Cautious Optimism: The Day After Friday
On Thursday 5-26-2022, we wrote Tomorrow Really Matters: Inflation and Recession.
Now we write about the results -- and they were good -- or they were a start to possibly good.
We said in late 2021 that inflation was the "only" thing that matters, where we used quotes around only to signify that of course we cannot totally discount company specific news (or wars).
We feel the same way today.
If there is a recession, then it's due to the Fed's action to tame inflation.
If supply chain snarls continue, its impact matters to inflation, for our purposes.
Even the Russian invasion of Ukraine, from a strictly financial cost, only matters due to inflation. (Obviously the human cost far outweighs the financial cost, but this is a post about finance.)
We will not reprise our prior posts on inflation, but rather share some updates. For a more complete picture, readers may prefer to start with the prior dossiers, and then continue with this one.
4-7-2022: Inflation in several key areas is cooling — yes it is.
5-26-2022: Tomorrow Really Matters: Inflation and Recession.
Data, Data, Data
First, the Federal Reserve (Fed) has a dual mandate to assure full employment and control inflation.
Even prior to the data we received yesterday, Fed Chairman Powell hinted that an equilibrium full unemployment rate of 3.6% (the current rate) may be too low.
Here is a chart of the unemployment rate in the United States starting at Jan 1, 2002 and going to the most recent data from the Fed.
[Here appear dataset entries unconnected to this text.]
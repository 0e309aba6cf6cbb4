//! Raw-frame simulation for DNA-PAINT single-molecule localization microscopy.
//!
//! Binding sites blink as labels transiently bind ([`kinetics`]), every
//! bright period is turned into per-frame photon counts ([`photons`]), and
//! each frame is rendered by scattering those photons with the PSF and
//! adding camera noise ([`render`]). [`simulation::Simulation`] runs the
//! whole pipeline and [`io`] persists the result.

pub mod error;
pub mod io;
pub mod kinetics;
pub mod noise;
pub mod params;
pub mod photons;
pub mod psf;
pub mod render;
pub mod simulation;
pub mod structure;

pub use error::{Result, SimulationError};
pub use kinetics::{paintgen, BlinkTrace, KineticsParams, SpotKinetics};
pub use noise::{noisy, noisy_p, NoiseModel};
pub use params::SimulationParams;
pub use photons::{distphotons, distribute_photons, PhotonTable};
pub use psf::{calculate_zpsf, ZCalibration};
pub use render::{convert_movie, render_movie};
pub use simulation::{Movie, Simulation, SimulationInfo};
pub use structure::{BindingSite, StructureTable, StructureTemplate};
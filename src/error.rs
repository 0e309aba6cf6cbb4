use thiserror::Error;

/// Errors raised by the simulation core.
#[derive(Error, Debug)]
pub enum SimulationError {
    #[error("invalid parameter `{name}`: {value} (must be {requirement})")]
    InvalidParameter {
        name: &'static str,
        value: f64,
        requirement: &'static str,
    },
    #[error("event trace did not cover the movie duration after {attempts} attempts")]
    DegenerateTrace { attempts: usize },
    #[error("structure table contains no binding sites")]
    EmptyStructure,
    #[error("binding site {index} has a non-finite coordinate")]
    NonFiniteCoordinate { index: usize },
    #[error("structure columns differ in length: expected {expected}, found {found}")]
    MismatchedLengths { expected: usize, found: usize },
    #[error("photon table has {table} rows but the structure has {sites} sites")]
    TableMismatch { table: usize, sites: usize },
    #[error("frame index {runner} is out of range for a movie of {frames} frames")]
    FrameOutOfRange { runner: usize, frames: usize },
    #[error("distribution parameters rejected: {0}")]
    Distribution(String),
    #[error(transparent)]
    Io(#[from] std::io::Error),
    #[error(transparent)]
    Serialization(#[from] serde_json::Error),
    #[error(transparent)]
    Config(#[from] toml::de::Error),
    #[error(transparent)]
    Image(#[from] image::ImageError),
}

pub type Result<T> = std::result::Result<T, SimulationError>;

impl SimulationError {
    pub(crate) fn distribution(err: impl std::fmt::Display) -> Self {
        SimulationError::Distribution(err.to_string())
    }
}

/// Fails with `InvalidParameter` unless `value` is finite and strictly positive.
pub(crate) fn ensure_positive(name: &'static str, value: f64) -> Result<()> {
    if value.is_finite() && value > 0.0 {
        Ok(())
    } else {
        Err(SimulationError::InvalidParameter {
            name,
            value,
            requirement: "finite and > 0",
        })
    }
}

/// Fails with `InvalidParameter` unless `value` is finite and not negative.
pub(crate) fn ensure_non_negative(name: &'static str, value: f64) -> Result<()> {
    if value.is_finite() && value >= 0.0 {
        Ok(())
    } else {
        Err(SimulationError::InvalidParameter {
            name,
            value,
            requirement: "finite and >= 0",
        })
    }
}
In the chart we have drawn a line at the current value of 3.6% (data for April 2022) in red, as well as the median value of 5.4% in green.
Since 3.6% is the lowest value over the time frame, the percentile is easy to compute -- the current unemployment rate is lower than 99.2% of readings (with 3.6% the same number as the prior reading in March 2022).
Since the United States is at full employment (or above) the Fed can now turn to the second portion of its mandate, which is to keep inflation at a 2% equilibrium level.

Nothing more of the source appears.